The head of engineering of Check Point, a cybersecurity firm, say it's expected that companies would be tight-lipped about the situations like this, as told by their insurance company.
"When an incident happens like that and you have a cybersecurity (insurance) policy in place, the cyber insurance organization in almost all cases, has contractual obligations that the policy holder has to follow," said Joel Hollenbeck of Check Point, "and that requires very very closely guarded secrets around disclosure in what's going on."
He believes given the time that has elapsed since the outage first began at least 10 days ago is one indicator of a major cybersecurity incident.
CommonSpirit says it serves 20 million people across the country.
How long could an outage last?
Hollenbeck and Chris Parker, operations manager at local tech company Schrock Industries, each said outages like CHI is experiencing now can last a couple weeks.
But Hollenbeck said often, from an IT perspective, “things linger” within systems. It can take six months to a year to fully recover, he said.
When you have to turn over data, is there anything you can do to protect it?
Parker said that’s a “tough one.”
“You depend on that business to take care of that,” he said.
But he said people aren’t powerless. They can take steps like watch transactions and credit activity. Also, regularly change passwords and security questions. While Hollenbeck and Parker said medical data is a hot target from bad actors, individuals are, of course, at risk of compromising their own data as well, and should keep their personal devices safe.
Are companies up to speed on cybersecurity?
Hollenbeck says it’s not unique to health care: “Most organizations … have not fully embraced a culture of cybersecurity, which is what is required in order to be able to have the best chance of surviving this.”

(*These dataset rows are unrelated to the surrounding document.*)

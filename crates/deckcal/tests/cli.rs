use assert_cmd::Command;
use predicates::prelude::*;
use std::fs;

fn deckcal() -> Command {
    Command::cargo_bin("deckcal").expect("binary")
}

#[test]
fn fit_prints_the_transform() {
    let dir = tempfile::tempdir().expect("tempdir");
    let input = dir.path().join("points.json");
    fs::write(
        &input,
        r#"{
            "nominal": [[12.13, 9.0], [380.87, 9.0], [12.13, 258.0]],
            "measured": [[13.16824337, 8.30855312], [380.50507635, -23.82925545], [34.87002331, 256.36103295]],
            "z_offset": 0.5
        }"#,
    )
    .expect("write input");

    let output = deckcal()
        .args(["--log-level", "warn", "fit"])
        .arg(&input)
        .assert()
        .success()
        .get_output()
        .stdout
        .clone();
    let fit: serde_json::Value = serde_json::from_slice(&output).expect("json");
    let rows = fit["transform"].as_array().expect("matrix");
    assert_eq!(rows.len(), 4);
    let t = [
        rows[0][3].as_f64().expect("tx"),
        rows[1][3].as_f64().expect("ty"),
        rows[2][3].as_f64().expect("tz"),
    ];
    assert!((t[0] - 0.3).abs() < 1e-6, "tx {}", t[0]);
    assert!((t[1] - 0.4).abs() < 1e-6, "ty {}", t[1]);
    assert!((t[2] - 0.5).abs() < 1e-12, "tz {}", t[2]);
}

#[test]
fn fit_rejects_collinear_points() {
    let dir = tempfile::tempdir().expect("tempdir");
    let input = dir.path().join("points.json");
    fs::write(
        &input,
        r#"{"nominal": [[0, 0], [1, 0], [2, 0]], "measured": [[0, 0], [0, 1], [1, 0]]}"#,
    )
    .expect("write input");

    deckcal()
        .arg("fit")
        .arg(&input)
        .assert()
        .failure()
        .stderr(predicate::str::contains("collinear"));
}

#[test]
fn simulate_writes_a_calibration_file_that_show_reads_back() {
    let dir = tempfile::tempdir().expect("tempdir");
    let cal = dir.path().join("deck_calibration.json");

    deckcal()
        .args([
            "simulate",
            "--rotation-deg",
            "-5",
            "--shift",
            "0.3",
            "0.4",
            "0.5",
            "--output",
        ])
        .arg(&cal)
        .assert()
        .success()
        .stdout(predicate::str::contains("max_deviation"));

    assert!(cal.exists());
    deckcal()
        .arg("show")
        .arg(&cal)
        .assert()
        .success()
        .stdout(predicate::str::contains("gantry_calibration"))
        .stdout(predicate::str::contains("p300_multi_v1"));
}

#[test]
fn simulate_reports_unknown_pipettes() {
    deckcal()
        .args(["simulate", "--model", "p20_single_gen2"])
        .assert()
        .failure()
        .stderr(predicate::str::contains("unknown pipette model"));
}

#[test]
fn show_fails_on_missing_file() {
    deckcal()
        .args(["show", "/nonexistent/deck_calibration.json"])
        .assert()
        .failure()
        .stderr(predicate::str::starts_with("error:"));
}

#[test]
fn log_file_mirrors_console_lines() {
    let dir = tempfile::tempdir().expect("tempdir");
    let log = dir.path().join("calibration.log");

    deckcal()
        .args(["--log-level", "info", "--log-file"])
        .arg(&log)
        .args(["simulate", "--rotation-deg", "1.5"])
        .assert()
        .success()
        .stderr(predicate::str::contains("simulating calibration"));

    let written = fs::read_to_string(&log).expect("log file");
    assert!(
        written.contains("simulate] simulating calibration with p300_multi_v1"),
        "log file: {written}"
    );
    assert!(written.contains("deck transform committed"));
}
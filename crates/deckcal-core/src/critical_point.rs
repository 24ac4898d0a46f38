use crate::Transform;
use serde::{Deserialize, Serialize};

/// Addressable reference point on an end-effector.
///
/// The same physical pipette exposes several of these; which one a position
/// query refers to is chosen per query, not stored on the tree.
#[derive(Clone, Copy, Debug, Default, PartialEq, Eq, Hash, Serialize, Deserialize)]
#[serde(rename_all = "snake_case")]
pub enum CriticalPoint {
    /// End of the attached tip (or the nozzle when no tip is attached).
    /// Multi-channel pipettes report the XY center of the nozzle row.
    #[default]
    Tip,
    /// Primary (back) nozzle, tip length ignored.
    Nozzle,
    /// XY center of the nozzle row.
    XyCenter,
    /// Front-most nozzle of the row.
    FrontNozzle,
}

/// Critical point geometry of one end-effector.
///
/// Nozzles are laid out along −Y starting at the primary nozzle, which sits
/// at the end-effector node's origin.
#[derive(Clone, Copy, Debug, PartialEq, Serialize, Deserialize)]
pub struct CriticalPoints {
    pub channels: u32,
    /// Center-to-center nozzle distance in mm.
    pub channel_spacing: f64,
    /// Length of the attached tip, `None` when bare.
    #[serde(default)]
    pub tip_length: Option<f64>,
}

impl CriticalPoints {
    pub fn new(channels: u32, channel_spacing: f64) -> Self {
        Self {
            channels: channels.max(1),
            channel_spacing,
            tip_length: None,
        }
    }

    pub fn single_channel() -> Self {
        Self::new(1, 0.0)
    }

    pub fn with_tip(mut self, tip_length: f64) -> Self {
        self.tip_length = Some(tip_length);
        self
    }

    pub fn without_tip(mut self) -> Self {
        self.tip_length = None;
        self
    }

    fn row_length(&self) -> f64 {
        self.channel_spacing * f64::from(self.channels.saturating_sub(1))
    }

    /// Local offset transform for `cp`, right-multiplied onto the node's
    /// absolute transform.
    pub fn offset(&self, cp: CriticalPoint) -> Transform {
        let tip_z = -self.tip_length.unwrap_or(0.0);
        let (y, z) = match cp {
            CriticalPoint::Nozzle => (0.0, 0.0),
            CriticalPoint::Tip | CriticalPoint::XyCenter => (-0.5 * self.row_length(), tip_z),
            CriticalPoint::FrontNozzle => (-self.row_length(), tip_z),
        };
        Transform::from_translation(0.0, y, z)
    }
}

But Parker said, “The likelihood of bumping into essentially a new ransomware software for the first time is much higher than it was before.”
He said new viruses are being created “incredibly fast,” so antivirus software based on a list of known viruses are having more difficulty keeping up. He said newer software uses machine learning to recognize patterns and block viruses.
He also said increased work from home is making virus protection more difficult.
“Once you take work home,” Parker said, “once you're remotely accessing that software, you're depending on your employees to protect that using antivirus systems.”
A recent settlement
Earlier this month a Baltimore-based health system, Life Bridge, agreed to a settlement of $9.5 million after detecting malware 18 months after it was introduced, Hollenbeck said.
That impacted about half a million people.